Work required =>
Search the records for the string "into", then copy each line where it appears.

▼▼▼

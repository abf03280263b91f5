//! Frame-pointer stack walker tests
//!
//! Buffers are sized so the walk never leaves frames compiled in this crate;
//! frames of the test harness are not guaranteed to keep rbp.
//!
//! The test profile is optimized (see Cargo.toml) so these run against the
//! same code generation a release build gets; `cargo test --release` covers
//! the LTO build as well.

use std::hint::black_box;

use goku_sys::{StackTrace, save_stack_trace};
use pretty_assertions::assert_eq;

/// Return addresses land within this distance of a function's entry
const FN_SPAN: usize = 0x1000;

/// `levels + 1` nested frames of `recurse`, then capture from the innermost.
#[inline(never)]
fn recurse(levels: usize, buf: &mut [usize]) -> usize {
    if levels == 0 {
        black_box(save_stack_trace(black_box(buf)))
    } else {
        black_box(recurse(black_box(levels - 1), buf))
    }
}

fn recurse_addr() -> usize {
    (recurse as fn(usize, &mut [usize]) -> usize) as usize
}

fn within(pc: usize, entry: usize) -> bool {
    pc > entry && pc - entry < FN_SPAN
}

#[test]
fn empty_buffer_captures_nothing() {
    let mut buf: [usize; 0] = [];
    assert_eq!(save_stack_trace(&mut buf), 0);
}

#[inline(never)]
fn capture_full_chain() {
    const LEVELS: usize = 5;
    // One return into each of the LEVELS + 1 recurse frames, then into us
    const DEPTH: usize = LEVELS + 2;

    let mut buf = [0usize; DEPTH];
    let n = recurse(LEVELS, &mut buf);
    assert_eq!(n, DEPTH);

    let entry = recurse_addr();
    // Innermost: the base-case call site in recurse
    assert!(within(buf[0], entry), "{:#x} not in recurse", buf[0]);
    // Then one identical return address per recursive call
    for pc in &buf[1..=LEVELS] {
        assert_eq!(*pc, buf[1]);
        assert!(within(*pc, entry));
    }
    assert_ne!(buf[0], buf[1]);
    // Outermost: back in this function
    let me = (capture_full_chain as fn()) as usize;
    assert!(within(buf[LEVELS + 1], me), "{:#x} not in caller", buf[LEVELS + 1]);
}

#[test]
fn full_chain_innermost_first() {
    capture_full_chain();
}

#[test]
fn capacity_below_depth_truncates() {
    let mut buf = [usize::MAX; 16];
    let n = recurse(10, &mut buf[..3]);
    assert_eq!(n, 3);
    assert!(buf[..3].iter().all(|&pc| pc != usize::MAX && pc != 0));
    assert!(buf[3..].iter().all(|&pc| pc == usize::MAX));
    assert_eq!(buf[1], buf[2]);
}

#[test]
fn repeated_captures_agree() {
    let mut a = [0usize; 4];
    let mut b = [0usize; 4];
    assert_eq!(recurse(3, &mut a), 4);
    assert_eq!(recurse(3, &mut b), 4);
    assert_eq!(a, b);
}

#[inline(never)]
fn snapshot() -> StackTrace<2> {
    black_box(StackTrace::<2>::capture())
}

#[test]
fn owned_snapshot_formats_frames() {
    let trace = snapshot();
    assert_eq!(trace.len(), 2);
    let text = trace.to_string();
    assert_eq!(text.lines().count(), 2);
    assert!(text.starts_with("  #0: 0x"));
    // First frame is the return into snapshot(), then into this test
    let entry = (snapshot as fn() -> StackTrace<2>) as usize;
    assert!(within(trace.as_slice()[0], entry));
    let me = (owned_snapshot_formats_frames as fn()) as usize;
    assert!(within(trace.as_slice()[1], me));
}

#[inline(never)]
fn direct_capture(buf: &mut [usize]) -> usize {
    black_box(save_stack_trace(buf))
}

#[test]
fn first_entry_is_the_calling_function() {
    let mut buf = [0usize; 1];
    assert_eq!(direct_capture(&mut buf), 1);
    let entry = (direct_capture as fn(&mut [usize]) -> usize) as usize;
    assert!(within(buf[0], entry), "{:#x} not in direct_capture", buf[0]);
}
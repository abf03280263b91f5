//! Process tests
//!
//! - exit() hands the status to the parent unmodified
//! - exit_group() does the same for a whole thread group
//! - rdtsc-based cpu_clock advances

use std::process::Command;

use goku_sys::cpu_clock;
use pretty_assertions::assert_eq;

fn probe(args: &[&str]) -> Option<i32> {
    let out = Command::new(env!("CARGO_BIN_EXE_exit_probe"))
        .args(args)
        .output()
        .unwrap();
    // Nothing may run after exit, so nothing may be printed either
    assert!(out.stdout.is_empty());
    out.status.code()
}

#[test]
fn exit_status_passes_through() {
    assert_eq!(probe(&["42"]), Some(42));
    assert_eq!(probe(&["0"]), Some(0));
    assert_eq!(probe(&["255"]), Some(255));
}

#[test]
fn exit_status_keeps_low_byte() {
    assert_eq!(probe(&["263"]), Some(7));
}

#[test]
fn exit_group_status_passes_through() {
    assert_eq!(probe(&["3", "--group"]), Some(3));
}

#[test]
fn cpu_clock_advances() {
    let start = cpu_clock();
    let mut spin = 0u64;
    for i in 0..10_000u64 {
        spin = std::hint::black_box(spin.wrapping_add(i));
    }
    let end = cpu_clock();
    assert!(start != 0);
    assert!(end != start);
}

▲▲▲

Answer box =>
    // One return into each of the LEVELS + 1 recurse frames, then into us
    // First frame is the return into snapshot(), then into this test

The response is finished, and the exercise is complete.